_EXERCISE DIRECTIONS_
All lines in the material below that contain "rows" should be located and copied.

#### DATA SUPPLIED

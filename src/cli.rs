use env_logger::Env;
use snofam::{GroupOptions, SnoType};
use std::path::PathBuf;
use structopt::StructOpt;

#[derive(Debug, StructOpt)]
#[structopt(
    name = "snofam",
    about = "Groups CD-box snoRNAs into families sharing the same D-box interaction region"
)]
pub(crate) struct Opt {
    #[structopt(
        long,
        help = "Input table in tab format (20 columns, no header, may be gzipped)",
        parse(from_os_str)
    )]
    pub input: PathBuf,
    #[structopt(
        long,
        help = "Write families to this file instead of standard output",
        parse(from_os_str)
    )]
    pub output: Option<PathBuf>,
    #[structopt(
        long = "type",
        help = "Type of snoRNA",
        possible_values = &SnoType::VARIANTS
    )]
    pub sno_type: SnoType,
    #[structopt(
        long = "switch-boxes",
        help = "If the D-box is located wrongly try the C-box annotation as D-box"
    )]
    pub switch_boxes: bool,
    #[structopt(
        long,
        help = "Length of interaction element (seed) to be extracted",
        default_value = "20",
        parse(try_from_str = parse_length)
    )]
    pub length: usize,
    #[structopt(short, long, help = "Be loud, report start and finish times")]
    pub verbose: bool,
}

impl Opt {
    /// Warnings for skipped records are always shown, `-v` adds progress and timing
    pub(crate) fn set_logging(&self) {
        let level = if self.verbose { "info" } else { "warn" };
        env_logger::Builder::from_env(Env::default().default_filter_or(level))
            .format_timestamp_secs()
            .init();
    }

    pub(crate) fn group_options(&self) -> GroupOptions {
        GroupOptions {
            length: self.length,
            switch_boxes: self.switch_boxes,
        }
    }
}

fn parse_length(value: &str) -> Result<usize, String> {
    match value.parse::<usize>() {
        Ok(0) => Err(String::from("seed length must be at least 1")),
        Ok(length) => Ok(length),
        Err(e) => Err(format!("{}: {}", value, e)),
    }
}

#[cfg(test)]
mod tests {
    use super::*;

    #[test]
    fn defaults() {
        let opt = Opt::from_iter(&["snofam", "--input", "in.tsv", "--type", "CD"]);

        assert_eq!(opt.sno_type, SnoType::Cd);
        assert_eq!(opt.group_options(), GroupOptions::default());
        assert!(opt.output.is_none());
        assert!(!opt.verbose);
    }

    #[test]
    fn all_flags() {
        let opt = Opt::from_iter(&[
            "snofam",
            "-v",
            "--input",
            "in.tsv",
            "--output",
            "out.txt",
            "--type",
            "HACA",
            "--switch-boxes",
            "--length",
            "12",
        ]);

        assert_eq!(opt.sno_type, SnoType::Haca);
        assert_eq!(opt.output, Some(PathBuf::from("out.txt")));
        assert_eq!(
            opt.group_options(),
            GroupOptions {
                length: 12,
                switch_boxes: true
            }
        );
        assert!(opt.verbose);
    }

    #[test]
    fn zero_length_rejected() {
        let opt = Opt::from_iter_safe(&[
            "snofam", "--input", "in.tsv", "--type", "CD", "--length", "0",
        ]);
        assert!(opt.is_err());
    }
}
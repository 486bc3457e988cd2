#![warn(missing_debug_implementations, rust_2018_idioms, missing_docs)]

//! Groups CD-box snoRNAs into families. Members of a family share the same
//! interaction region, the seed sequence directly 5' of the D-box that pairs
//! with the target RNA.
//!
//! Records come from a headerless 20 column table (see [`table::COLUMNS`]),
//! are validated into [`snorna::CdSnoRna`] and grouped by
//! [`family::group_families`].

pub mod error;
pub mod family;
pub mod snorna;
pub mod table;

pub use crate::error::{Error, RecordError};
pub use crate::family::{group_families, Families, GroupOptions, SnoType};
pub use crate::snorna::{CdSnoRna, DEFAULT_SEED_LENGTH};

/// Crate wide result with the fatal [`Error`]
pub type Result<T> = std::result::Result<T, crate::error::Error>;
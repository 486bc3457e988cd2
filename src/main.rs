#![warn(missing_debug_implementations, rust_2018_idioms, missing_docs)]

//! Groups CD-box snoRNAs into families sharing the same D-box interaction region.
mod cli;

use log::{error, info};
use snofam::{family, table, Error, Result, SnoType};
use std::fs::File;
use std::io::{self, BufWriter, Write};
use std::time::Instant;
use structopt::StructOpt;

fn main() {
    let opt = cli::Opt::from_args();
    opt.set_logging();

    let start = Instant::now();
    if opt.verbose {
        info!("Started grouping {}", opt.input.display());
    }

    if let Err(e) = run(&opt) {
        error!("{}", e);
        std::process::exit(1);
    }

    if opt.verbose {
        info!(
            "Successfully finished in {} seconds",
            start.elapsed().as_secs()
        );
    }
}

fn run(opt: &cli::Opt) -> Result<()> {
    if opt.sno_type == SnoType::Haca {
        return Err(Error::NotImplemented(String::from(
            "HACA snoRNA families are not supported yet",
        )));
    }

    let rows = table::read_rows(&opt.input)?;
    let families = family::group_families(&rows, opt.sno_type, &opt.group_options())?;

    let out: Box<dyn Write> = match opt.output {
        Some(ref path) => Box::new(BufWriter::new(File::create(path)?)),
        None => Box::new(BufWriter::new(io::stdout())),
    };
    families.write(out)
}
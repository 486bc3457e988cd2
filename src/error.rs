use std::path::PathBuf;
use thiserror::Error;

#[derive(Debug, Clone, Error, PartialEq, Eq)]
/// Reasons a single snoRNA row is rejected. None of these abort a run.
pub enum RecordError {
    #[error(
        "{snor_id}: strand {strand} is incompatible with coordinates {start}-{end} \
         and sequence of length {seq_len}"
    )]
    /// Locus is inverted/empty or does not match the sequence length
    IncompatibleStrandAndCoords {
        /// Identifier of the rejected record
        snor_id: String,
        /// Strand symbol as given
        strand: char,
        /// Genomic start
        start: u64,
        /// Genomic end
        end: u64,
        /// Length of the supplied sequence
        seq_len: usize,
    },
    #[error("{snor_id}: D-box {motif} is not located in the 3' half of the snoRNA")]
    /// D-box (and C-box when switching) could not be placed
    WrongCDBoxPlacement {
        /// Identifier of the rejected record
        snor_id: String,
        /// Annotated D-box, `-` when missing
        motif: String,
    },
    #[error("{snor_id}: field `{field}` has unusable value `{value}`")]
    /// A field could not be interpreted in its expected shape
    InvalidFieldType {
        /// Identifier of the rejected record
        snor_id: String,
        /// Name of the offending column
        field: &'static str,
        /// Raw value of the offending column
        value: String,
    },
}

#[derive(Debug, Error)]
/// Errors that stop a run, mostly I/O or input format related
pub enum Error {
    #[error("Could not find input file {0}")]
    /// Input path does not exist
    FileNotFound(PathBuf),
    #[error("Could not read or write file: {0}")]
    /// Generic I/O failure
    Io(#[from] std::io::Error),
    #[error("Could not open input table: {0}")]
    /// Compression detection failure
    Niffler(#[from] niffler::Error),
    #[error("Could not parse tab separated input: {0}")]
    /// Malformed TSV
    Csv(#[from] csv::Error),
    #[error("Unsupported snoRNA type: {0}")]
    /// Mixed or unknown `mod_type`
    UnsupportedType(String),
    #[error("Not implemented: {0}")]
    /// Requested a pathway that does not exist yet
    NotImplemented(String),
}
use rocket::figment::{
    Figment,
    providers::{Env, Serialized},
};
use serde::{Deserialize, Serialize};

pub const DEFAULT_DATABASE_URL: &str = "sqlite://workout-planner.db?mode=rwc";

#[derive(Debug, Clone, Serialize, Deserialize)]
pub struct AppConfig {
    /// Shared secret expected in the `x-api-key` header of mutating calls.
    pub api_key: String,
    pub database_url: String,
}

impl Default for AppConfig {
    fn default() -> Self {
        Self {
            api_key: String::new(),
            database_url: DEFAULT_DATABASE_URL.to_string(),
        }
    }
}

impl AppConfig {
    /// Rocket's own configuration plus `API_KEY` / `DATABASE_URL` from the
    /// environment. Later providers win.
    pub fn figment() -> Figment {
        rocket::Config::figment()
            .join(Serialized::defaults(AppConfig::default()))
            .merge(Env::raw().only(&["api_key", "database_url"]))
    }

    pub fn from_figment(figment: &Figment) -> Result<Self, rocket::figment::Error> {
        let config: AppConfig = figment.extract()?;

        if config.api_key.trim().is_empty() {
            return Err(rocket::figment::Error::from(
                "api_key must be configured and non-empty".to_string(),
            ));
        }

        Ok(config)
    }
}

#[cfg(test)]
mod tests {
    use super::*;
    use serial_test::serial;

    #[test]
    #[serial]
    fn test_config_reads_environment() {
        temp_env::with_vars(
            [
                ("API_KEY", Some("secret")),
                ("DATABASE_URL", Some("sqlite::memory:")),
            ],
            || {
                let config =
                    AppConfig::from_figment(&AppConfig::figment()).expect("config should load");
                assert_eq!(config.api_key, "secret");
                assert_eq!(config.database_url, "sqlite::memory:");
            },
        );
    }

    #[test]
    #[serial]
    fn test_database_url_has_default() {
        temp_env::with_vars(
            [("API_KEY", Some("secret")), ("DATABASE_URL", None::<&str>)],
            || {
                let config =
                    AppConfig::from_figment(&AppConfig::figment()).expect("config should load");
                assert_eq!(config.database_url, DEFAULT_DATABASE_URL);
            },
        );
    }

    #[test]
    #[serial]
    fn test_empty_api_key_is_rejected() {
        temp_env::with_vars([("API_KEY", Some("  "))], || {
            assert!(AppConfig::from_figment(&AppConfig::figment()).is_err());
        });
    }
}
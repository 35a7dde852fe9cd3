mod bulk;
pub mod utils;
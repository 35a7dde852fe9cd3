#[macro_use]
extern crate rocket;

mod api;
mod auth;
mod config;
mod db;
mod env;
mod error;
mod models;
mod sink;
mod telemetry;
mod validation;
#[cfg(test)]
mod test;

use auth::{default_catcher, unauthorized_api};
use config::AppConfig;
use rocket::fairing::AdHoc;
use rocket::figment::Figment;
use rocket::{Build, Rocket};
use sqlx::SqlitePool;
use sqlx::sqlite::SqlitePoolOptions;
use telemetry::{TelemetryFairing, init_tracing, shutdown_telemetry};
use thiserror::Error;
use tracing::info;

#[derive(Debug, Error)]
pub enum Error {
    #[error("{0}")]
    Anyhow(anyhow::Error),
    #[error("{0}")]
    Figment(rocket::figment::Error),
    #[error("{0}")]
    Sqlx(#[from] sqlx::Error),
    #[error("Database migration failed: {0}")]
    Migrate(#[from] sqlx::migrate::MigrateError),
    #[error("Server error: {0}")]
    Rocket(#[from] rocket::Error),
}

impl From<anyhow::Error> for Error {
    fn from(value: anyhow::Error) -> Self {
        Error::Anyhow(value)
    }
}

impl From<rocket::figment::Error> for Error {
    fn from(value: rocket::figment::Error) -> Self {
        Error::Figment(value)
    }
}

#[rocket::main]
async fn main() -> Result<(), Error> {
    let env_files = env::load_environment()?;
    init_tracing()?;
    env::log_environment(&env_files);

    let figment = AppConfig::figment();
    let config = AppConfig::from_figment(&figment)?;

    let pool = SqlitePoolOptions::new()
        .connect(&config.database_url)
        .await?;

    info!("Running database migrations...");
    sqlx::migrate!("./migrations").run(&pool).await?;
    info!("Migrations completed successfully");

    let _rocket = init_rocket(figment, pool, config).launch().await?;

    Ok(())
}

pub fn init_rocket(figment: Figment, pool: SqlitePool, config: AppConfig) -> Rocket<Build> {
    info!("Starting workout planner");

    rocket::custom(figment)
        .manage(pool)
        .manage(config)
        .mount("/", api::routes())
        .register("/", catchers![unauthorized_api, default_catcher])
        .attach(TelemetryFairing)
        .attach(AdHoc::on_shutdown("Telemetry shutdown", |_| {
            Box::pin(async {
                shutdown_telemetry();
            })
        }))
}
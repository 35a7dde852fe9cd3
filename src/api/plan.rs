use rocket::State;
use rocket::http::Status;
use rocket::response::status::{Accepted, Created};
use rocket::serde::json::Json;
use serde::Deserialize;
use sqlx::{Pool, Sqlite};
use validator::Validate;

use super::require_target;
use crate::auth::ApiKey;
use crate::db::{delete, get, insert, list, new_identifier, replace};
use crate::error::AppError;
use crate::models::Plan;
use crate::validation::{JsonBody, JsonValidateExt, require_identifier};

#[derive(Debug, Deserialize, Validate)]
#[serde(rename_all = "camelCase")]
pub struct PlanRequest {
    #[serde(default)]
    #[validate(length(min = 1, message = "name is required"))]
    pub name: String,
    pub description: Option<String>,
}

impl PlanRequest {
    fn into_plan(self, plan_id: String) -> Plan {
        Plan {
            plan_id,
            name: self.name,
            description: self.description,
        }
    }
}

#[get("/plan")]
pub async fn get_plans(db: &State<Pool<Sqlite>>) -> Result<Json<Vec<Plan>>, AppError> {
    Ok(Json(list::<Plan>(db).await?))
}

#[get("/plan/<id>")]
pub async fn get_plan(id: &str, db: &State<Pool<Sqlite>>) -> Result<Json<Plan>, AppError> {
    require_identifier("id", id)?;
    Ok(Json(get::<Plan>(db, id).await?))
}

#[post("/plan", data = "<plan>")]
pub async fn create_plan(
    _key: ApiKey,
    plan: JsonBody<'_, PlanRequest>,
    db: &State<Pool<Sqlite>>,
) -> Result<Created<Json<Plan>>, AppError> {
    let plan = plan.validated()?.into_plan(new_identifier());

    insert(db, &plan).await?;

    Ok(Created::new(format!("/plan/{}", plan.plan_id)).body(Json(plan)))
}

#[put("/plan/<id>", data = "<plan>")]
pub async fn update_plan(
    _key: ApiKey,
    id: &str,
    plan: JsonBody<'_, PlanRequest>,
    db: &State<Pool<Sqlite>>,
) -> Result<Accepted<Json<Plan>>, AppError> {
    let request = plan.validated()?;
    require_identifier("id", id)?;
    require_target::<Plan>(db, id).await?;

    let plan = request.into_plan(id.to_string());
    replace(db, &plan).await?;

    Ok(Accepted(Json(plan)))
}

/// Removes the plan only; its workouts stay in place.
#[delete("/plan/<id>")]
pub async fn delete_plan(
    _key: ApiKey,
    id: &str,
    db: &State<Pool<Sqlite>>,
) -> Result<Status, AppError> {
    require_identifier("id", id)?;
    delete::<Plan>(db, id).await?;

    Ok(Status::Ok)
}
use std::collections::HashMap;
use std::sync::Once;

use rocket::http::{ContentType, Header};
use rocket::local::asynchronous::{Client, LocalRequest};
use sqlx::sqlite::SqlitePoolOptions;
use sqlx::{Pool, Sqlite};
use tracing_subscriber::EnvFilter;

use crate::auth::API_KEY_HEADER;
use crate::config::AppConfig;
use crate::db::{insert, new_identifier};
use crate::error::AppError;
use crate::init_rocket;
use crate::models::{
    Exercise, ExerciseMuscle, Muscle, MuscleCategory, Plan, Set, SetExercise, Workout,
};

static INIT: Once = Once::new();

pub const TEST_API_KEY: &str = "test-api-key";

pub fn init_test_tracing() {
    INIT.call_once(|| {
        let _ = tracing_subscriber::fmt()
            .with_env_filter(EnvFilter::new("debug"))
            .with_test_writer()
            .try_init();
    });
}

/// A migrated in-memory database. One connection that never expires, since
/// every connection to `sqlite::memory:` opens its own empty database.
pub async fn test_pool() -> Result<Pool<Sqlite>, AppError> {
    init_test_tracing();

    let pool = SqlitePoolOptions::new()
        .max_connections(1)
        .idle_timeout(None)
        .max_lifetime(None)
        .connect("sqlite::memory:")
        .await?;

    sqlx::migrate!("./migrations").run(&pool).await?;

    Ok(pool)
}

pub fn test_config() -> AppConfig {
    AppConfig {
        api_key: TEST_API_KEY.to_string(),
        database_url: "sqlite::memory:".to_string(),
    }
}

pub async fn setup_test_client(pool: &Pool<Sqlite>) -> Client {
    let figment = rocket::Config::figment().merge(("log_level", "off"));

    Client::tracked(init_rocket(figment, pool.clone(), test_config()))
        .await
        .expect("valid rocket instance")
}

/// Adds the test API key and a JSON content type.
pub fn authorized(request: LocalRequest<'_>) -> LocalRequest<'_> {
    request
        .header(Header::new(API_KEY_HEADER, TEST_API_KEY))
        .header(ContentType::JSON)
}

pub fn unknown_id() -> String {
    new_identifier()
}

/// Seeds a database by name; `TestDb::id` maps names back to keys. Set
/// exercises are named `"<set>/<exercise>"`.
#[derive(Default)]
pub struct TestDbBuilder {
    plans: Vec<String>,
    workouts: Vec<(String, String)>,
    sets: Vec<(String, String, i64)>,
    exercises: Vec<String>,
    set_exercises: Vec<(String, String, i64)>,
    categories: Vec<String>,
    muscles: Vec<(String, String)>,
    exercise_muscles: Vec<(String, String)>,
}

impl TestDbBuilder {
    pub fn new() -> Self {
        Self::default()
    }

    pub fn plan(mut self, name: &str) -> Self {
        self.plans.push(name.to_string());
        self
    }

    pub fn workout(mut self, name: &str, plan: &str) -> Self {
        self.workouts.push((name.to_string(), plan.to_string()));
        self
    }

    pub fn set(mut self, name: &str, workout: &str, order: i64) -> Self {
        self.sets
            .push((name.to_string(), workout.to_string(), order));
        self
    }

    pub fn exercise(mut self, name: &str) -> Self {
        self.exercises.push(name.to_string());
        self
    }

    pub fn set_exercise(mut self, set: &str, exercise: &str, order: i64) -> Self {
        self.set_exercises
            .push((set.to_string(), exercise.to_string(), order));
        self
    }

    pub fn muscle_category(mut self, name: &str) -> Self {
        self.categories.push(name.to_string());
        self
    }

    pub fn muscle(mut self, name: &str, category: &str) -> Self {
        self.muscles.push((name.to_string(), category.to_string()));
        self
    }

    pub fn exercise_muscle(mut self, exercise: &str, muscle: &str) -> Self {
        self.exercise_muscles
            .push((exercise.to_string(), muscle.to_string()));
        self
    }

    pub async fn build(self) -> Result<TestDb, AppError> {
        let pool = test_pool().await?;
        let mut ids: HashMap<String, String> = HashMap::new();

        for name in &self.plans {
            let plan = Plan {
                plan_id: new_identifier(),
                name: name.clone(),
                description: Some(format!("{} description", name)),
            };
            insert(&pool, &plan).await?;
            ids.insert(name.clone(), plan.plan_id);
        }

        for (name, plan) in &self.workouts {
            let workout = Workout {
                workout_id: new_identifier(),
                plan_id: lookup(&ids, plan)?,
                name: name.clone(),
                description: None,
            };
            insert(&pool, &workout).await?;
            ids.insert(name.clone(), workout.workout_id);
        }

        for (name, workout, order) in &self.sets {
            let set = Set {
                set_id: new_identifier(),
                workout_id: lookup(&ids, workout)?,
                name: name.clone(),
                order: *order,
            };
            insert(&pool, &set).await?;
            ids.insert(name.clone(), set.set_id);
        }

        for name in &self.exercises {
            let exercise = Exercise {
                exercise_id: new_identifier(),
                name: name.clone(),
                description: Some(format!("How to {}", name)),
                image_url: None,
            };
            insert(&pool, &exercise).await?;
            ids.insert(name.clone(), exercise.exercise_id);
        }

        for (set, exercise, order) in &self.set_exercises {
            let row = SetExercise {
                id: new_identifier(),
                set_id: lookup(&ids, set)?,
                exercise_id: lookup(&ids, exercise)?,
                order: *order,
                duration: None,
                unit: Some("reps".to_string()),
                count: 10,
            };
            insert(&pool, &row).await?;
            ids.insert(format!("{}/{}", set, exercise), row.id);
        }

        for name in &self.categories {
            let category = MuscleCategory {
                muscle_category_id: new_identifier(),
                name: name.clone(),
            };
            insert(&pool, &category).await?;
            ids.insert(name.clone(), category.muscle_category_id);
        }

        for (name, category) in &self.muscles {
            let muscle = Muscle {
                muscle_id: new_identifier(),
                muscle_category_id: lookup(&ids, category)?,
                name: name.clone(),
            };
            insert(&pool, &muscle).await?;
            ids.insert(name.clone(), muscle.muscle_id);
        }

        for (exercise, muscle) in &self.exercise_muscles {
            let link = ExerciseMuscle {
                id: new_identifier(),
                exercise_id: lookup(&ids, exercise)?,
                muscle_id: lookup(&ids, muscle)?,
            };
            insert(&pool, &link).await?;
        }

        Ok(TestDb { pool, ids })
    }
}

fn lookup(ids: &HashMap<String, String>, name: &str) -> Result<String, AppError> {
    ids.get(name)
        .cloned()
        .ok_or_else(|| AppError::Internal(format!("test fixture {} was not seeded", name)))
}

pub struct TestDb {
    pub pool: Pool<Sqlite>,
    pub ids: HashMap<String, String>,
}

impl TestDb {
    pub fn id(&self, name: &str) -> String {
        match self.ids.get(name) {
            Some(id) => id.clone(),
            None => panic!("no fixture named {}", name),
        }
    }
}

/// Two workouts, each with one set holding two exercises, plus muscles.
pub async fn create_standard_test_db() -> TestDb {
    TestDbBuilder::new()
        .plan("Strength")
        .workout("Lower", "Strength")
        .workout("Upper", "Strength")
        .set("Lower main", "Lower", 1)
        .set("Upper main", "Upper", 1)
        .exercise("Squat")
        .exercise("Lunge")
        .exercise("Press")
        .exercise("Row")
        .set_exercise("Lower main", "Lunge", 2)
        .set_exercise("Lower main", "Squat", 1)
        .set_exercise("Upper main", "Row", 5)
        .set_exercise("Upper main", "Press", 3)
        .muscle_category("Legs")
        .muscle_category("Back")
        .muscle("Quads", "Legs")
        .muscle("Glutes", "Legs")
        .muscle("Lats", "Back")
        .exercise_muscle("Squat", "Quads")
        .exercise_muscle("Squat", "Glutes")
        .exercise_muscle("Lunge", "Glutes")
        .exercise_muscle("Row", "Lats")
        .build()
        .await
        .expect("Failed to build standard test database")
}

########

_ANSWER FOR THE TASK_
    let rows = table::read_rows(&opt.input)?;
    let families = family::group_families(&rows, opt.sno_type, &opt.group_options())?;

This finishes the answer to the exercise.